Department of Gastrointestinal Colorectal and Anal Surgery, China-Japan Union Hospital of Jilin University, Changchun, China.
School of Nursing, Jilin University, Changchun, China.
Dis Colon Rectum. 2020 Jun;63(6):850-858. doi: 10.1097/DCR.0000000000001611.
Low implementation of colorectal cancer screening in ethnic minorities is the main reason for racial and ethnic disparities in colorectal cancer morbidity and mortality. Peer support is widely used for promoting health care in ethnic minorities. However, whether it improves their acceptance to undergo the screening remains controversial.
We performed a meta-analysis of the currently available studies to further explore its effectiveness.

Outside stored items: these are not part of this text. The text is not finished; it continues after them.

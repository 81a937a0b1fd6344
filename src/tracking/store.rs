//! Run Store - in-memory tracking of build runs
//!
//! Keeps the latest run of each task, plus any older run of that task still
//! in flight. Finished runs that a newer run superseded are dropped together
//! with their metrics and artifacts. Nothing is persisted.

use std::collections::{HashMap, HashSet};

use serde::Serialize;

use super::{ArtifactRecord, MetricRecord, RunRecord};
use crate::task::Task;

/// Latest run of one task with its metrics and artifacts, as served by `/runs`.
#[derive(Debug, Clone, Serialize, PartialEq)]
pub struct RunSummary {
    /// The run
    pub run: RunRecord,
    /// Metrics ordered by key then epoch
    pub metrics: Vec<MetricRecord>,
    /// Published artifacts
    pub artifacts: Vec<ArtifactRecord>,
}

/// In-memory store for run tracking data.
#[derive(Debug, Default)]
pub struct RunStore {
    runs: HashMap<String, RunRecord>,
    order: Vec<String>,
    metrics: Vec<MetricRecord>,
    artifacts: Vec<ArtifactRecord>,
}

impl RunStore {
    /// Create a new empty store.
    #[must_use]
    pub fn new() -> Self {
        Self::default()
    }

    /// True if no run was ever recorded.
    #[must_use]
    pub fn is_empty(&self) -> bool {
        self.runs.is_empty()
    }

    /// Number of runs.
    #[must_use]
    pub fn run_count(&self) -> usize {
        self.runs.len()
    }

    /// Number of metric points.
    #[must_use]
    pub fn metric_count(&self) -> usize {
        self.metrics.len()
    }

    /// Number of artifact records.
    #[must_use]
    pub fn artifact_count(&self) -> usize {
        self.artifacts.len()
    }

    /// Insert or replace a run, then drop superseded runs of its task.
    pub fn upsert_run(&mut self, run: RunRecord) {
        let id = run.run_id().to_string();
        let task = run.task();
        if self.runs.insert(id.clone(), run).is_none() {
            self.order.push(id);
        }
        self.prune(task);
    }

    /// Remove finished runs of `task` older than its latest run.
    fn prune(&mut self, task: Task) {
        let Some(latest) = self.latest_run(task).map(|r| r.run_id().to_string()) else {
            return;
        };
        let stale: HashSet<String> = self
            .order
            .iter()
            .filter(|id| **id != latest)
            .filter(|id| {
                self.runs
                    .get(*id)
                    .is_some_and(|r| r.task() == task && r.status().is_finished())
            })
            .cloned()
            .collect();
        if stale.is_empty() {
            return;
        }
        self.order.retain(|id| !stale.contains(id));
        self.runs.retain(|id, _| !stale.contains(id));
        self.metrics.retain(|m| !stale.contains(m.run_id()));
        self.artifacts.retain(|a| !stale.contains(a.run_id()));
    }

    /// Get a run by ID.
    #[must_use]
    pub fn get_run(&self, run_id: &str) -> Option<&RunRecord> {
        self.runs.get(run_id)
    }

    /// Most recently created run of `task`.
    #[must_use]
    pub fn latest_run(&self, task: Task) -> Option<&RunRecord> {
        self.order
            .iter()
            .rev()
            .filter_map(|id| self.runs.get(id))
            .find(|run| run.task() == task)
    }

    /// Add a metric point.
    pub fn add_metric(&mut self, metric: MetricRecord) {
        self.metrics.push(metric);
    }

    /// Add an artifact record.
    pub fn add_artifact(&mut self, artifact: ArtifactRecord) {
        self.artifacts.push(artifact);
    }

    /// Metrics of a run for one key, ordered by epoch.
    #[must_use]
    pub fn metrics_for_run(&self, run_id: &str, key: &str) -> Vec<MetricRecord> {
        let mut metrics: Vec<MetricRecord> = self
            .metrics
            .iter()
            .filter(|m| m.run_id() == run_id && m.key() == key)
            .cloned()
            .collect();
        metrics.sort_by_key(MetricRecord::epoch);
        metrics
    }

    /// Artifacts published by a run.
    #[must_use]
    pub fn artifacts_for_run(&self, run_id: &str) -> Vec<&ArtifactRecord> {
        self.artifacts
            .iter()
            .filter(|a| a.run_id() == run_id)
            .collect()
    }

    /// Latest run of every task that has one, in task order.
    #[must_use]
    pub fn latest_summaries(&self) -> Vec<RunSummary> {
        Task::ALL
            .into_iter()
            .filter_map(|task| self.latest_run(task))
            .map(|run| {
                let mut metrics: Vec<MetricRecord> = self
                    .metrics
                    .iter()
                    .filter(|m| m.run_id() == run.run_id())
                    .cloned()
                    .collect();
                metrics.sort_by(|a, b| a.key().cmp(b.key()).then(a.epoch().cmp(&b.epoch())));
                RunSummary {
                    run: run.clone(),
                    metrics,
                    artifacts: self
                        .artifacts_for_run(run.run_id())
                        .into_iter()
                        .cloned()
                        .collect(),
                }
            })
            .collect()
    }
}

#[cfg(test)]
mod tests {
    use super::*;
    use crate::quant::QuantizationMode;

    #[test]
    fn test_store_default() {
        let store = RunStore::new();
        assert!(store.is_empty());
        assert_eq!(store.run_count(), 0);
        assert!(store.latest_summaries().is_empty());
    }

    #[test]
    fn test_upsert_replaces_without_duplicating() {
        let mut store = RunStore::new();
        let mut run = RunRecord::new("run-1", Task::GaitForm, QuantizationMode::Float16);
        store.upsert_run(run.clone());
        run.start();
        store.upsert_run(run);
        assert_eq!(store.run_count(), 1);
        assert_eq!(
            store.get_run("run-1").unwrap().status(),
            super::super::RunStatus::Running
        );
    }

    fn finished(id: &str, task: Task) -> RunRecord {
        let mut run = RunRecord::new(id, task, QuantizationMode::Float16);
        run.start();
        run.succeed();
        run
    }

    #[test]
    fn test_latest_run_per_task() {
        let mut store = RunStore::new();
        store.upsert_run(finished("a", Task::GaitForm));
        store.upsert_run(finished("b", Task::Performance));
        store.upsert_run(RunRecord::new("c", Task::GaitForm, QuantizationMode::Int8));

        assert_eq!(store.run_count(), 2);
        assert!(store.get_run("a").is_none());
        assert_eq!(store.latest_run(Task::GaitForm).unwrap().run_id(), "c");
        assert!(store.latest_run(Task::InjuryRisk).is_none());
        let summaries = store.latest_summaries();
        assert_eq!(summaries.len(), 2);
        assert_eq!(summaries[0].run.run_id(), "c");
        assert_eq!(summaries[1].run.run_id(), "b");
    }

    #[test]
    fn test_metrics_ordering() {
        let mut store = RunStore::new();
        store.add_metric(MetricRecord::new("run-1", "val_loss", 2, 0.2));
        store.add_metric(MetricRecord::new("run-1", "val_loss", 1, 0.3));
        store.add_metric(MetricRecord::new("run-1", "train_loss", 1, 0.4));
        store.add_metric(MetricRecord::new("run-2", "val_loss", 1, 0.9));

        let metrics = store.metrics_for_run("run-1", "val_loss");
        assert_eq!(metrics.len(), 2);
        assert_eq!(metrics[0].epoch(), 1);
        assert_eq!(metrics[1].epoch(), 2);
    }

    #[test]
    fn test_rebuilds_do_not_accumulate() {
        let mut store = RunStore::new();
        for build in 0..5 {
            let id = format!("gait-{build}");
            let mut run = RunRecord::new(id.as_str(), Task::GaitForm, QuantizationMode::Float16);
            store.upsert_run(run.clone());
            run.start();
            store.upsert_run(run.clone());
            for epoch in 1..=3 {
                store.add_metric(MetricRecord::new(id.as_str(), "val_loss", epoch, 0.1));
            }
            store.add_artifact(ArtifactRecord::new(id.as_str(), "gait_form_model.artifact", "h", 10));
            run.succeed();
            store.upsert_run(run);
        }

        assert_eq!(store.run_count(), 1);
        assert_eq!(store.metric_count(), 3);
        assert_eq!(store.artifact_count(), 1);
        assert!(store.metrics_for_run("gait-3", "val_loss").is_empty());
        assert!(store.artifacts_for_run("gait-3").is_empty());

        let summaries = store.latest_summaries();
        assert_eq!(summaries.len(), 1);
        assert_eq!(summaries[0].run.run_id(), "gait-4");
        assert_eq!(summaries[0].metrics.len(), 3);
        assert_eq!(summaries[0].artifacts.len(), 1);
    }

    #[test]
    fn test_in_flight_runs_are_kept() {
        let mut store = RunStore::new();
        let mut first = RunRecord::new("first", Task::InjuryRisk, QuantizationMode::Int8);
        first.start();
        store.upsert_run(first.clone());
        // A second build of the same task queues while the first still runs
        store.upsert_run(RunRecord::new("second", Task::InjuryRisk, QuantizationMode::Int8));
        assert_eq!(store.run_count(), 2);
        assert_eq!(store.latest_run(Task::InjuryRisk).unwrap().run_id(), "second");

        store.add_metric(MetricRecord::new("first", "val_loss", 1, 0.5));
        first.succeed();
        store.upsert_run(first);
        assert_eq!(store.run_count(), 1);
        assert_eq!(store.metric_count(), 0);
        assert_eq!(store.latest_run(Task::InjuryRisk).unwrap().run_id(), "second");
    }
}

This meta-analysis was undertaken using PubMed, Embase, Scopus, the Cochrane Central Register of Controlled Trials, Cumulative Index to Nursing and Allied Health Literature, and PsycINFO for randomized controlled trials.
We included studies that compared peer support interventions among ethnic minorities versus other interventions to promote uptake of colorectal cancer screening.
Thirteen studies comprising 8090 participants met the eligibility criteria. Peer support intervention can increase colorectal cancer screening implementation and raise awareness and intention to undergo the screening in ethnic minorities more significantly than fecal occult blood test outreach, print, and usual care. Subgroup analysis showed that peer support intervention achieved great results in Asian Americans and intervention of peer counseling.
The results of subgroup analysis had substantial heterogeneity, which may decrease the precision of our estimates.
Peer support can significantly improve the awareness about and the intention for receiving colorectal cancer screening in ethnic minorities and is an ideal choice for promoting the screening among ethnic minorities, particularly in a diverse community. Peer support intervention is recommended to promote the implementation of screening in Asian Americans. Peer counseling is worth promoting; however, church-based peer counseling programs require enhanced management to maintain their fidelity.
结直肠癌筛查在少数民族中的实施率较低,是导致结直肠癌发病率和死亡率存在种族和民族差异的主要原因。同伴支持被广泛用于促进少数民族的医疗保健。然而,它是否能提高他们接受筛查的意愿仍存在争议。
我们对现有的研究进行了荟萃分析,以进一步探讨其效果。
本荟萃分析使用了 PubMed、Embase、Scopus、Cochrane 对照试验中心注册库、护理和联合健康文献累积索引以及 PsycINFO,检索了随机对照试验。
我们纳入了比较同伴支持干预与少数民族其他干预措施以促进结直肠癌筛查接受率的研究。
符合纳入标准的研究共有 13 项,涉及 8090 名参与者。与粪便潜血试验外展、印刷品和常规护理相比,同伴支持干预能更显著地增加结直肠癌筛查的实施率,并提高少数民族对筛查的认识和意愿。亚组分析显示,同伴支持干预在亚裔美国人和同伴咨询干预中取得了很好的效果。
亚组分析的结果存在很大的异质性,可能会降低我们估计的准确性。
同伴支持可以显著提高少数民族对结直肠癌筛查的认识和接受意愿,是促进少数民族进行筛查的理想选择,特别是在多元化的社区中。建议采用同伴支持干预来促进亚裔美国人的筛查实施。同伴咨询值得推广;然而,基于教会的同伴咨询计划需要加强管理以保持其保真度。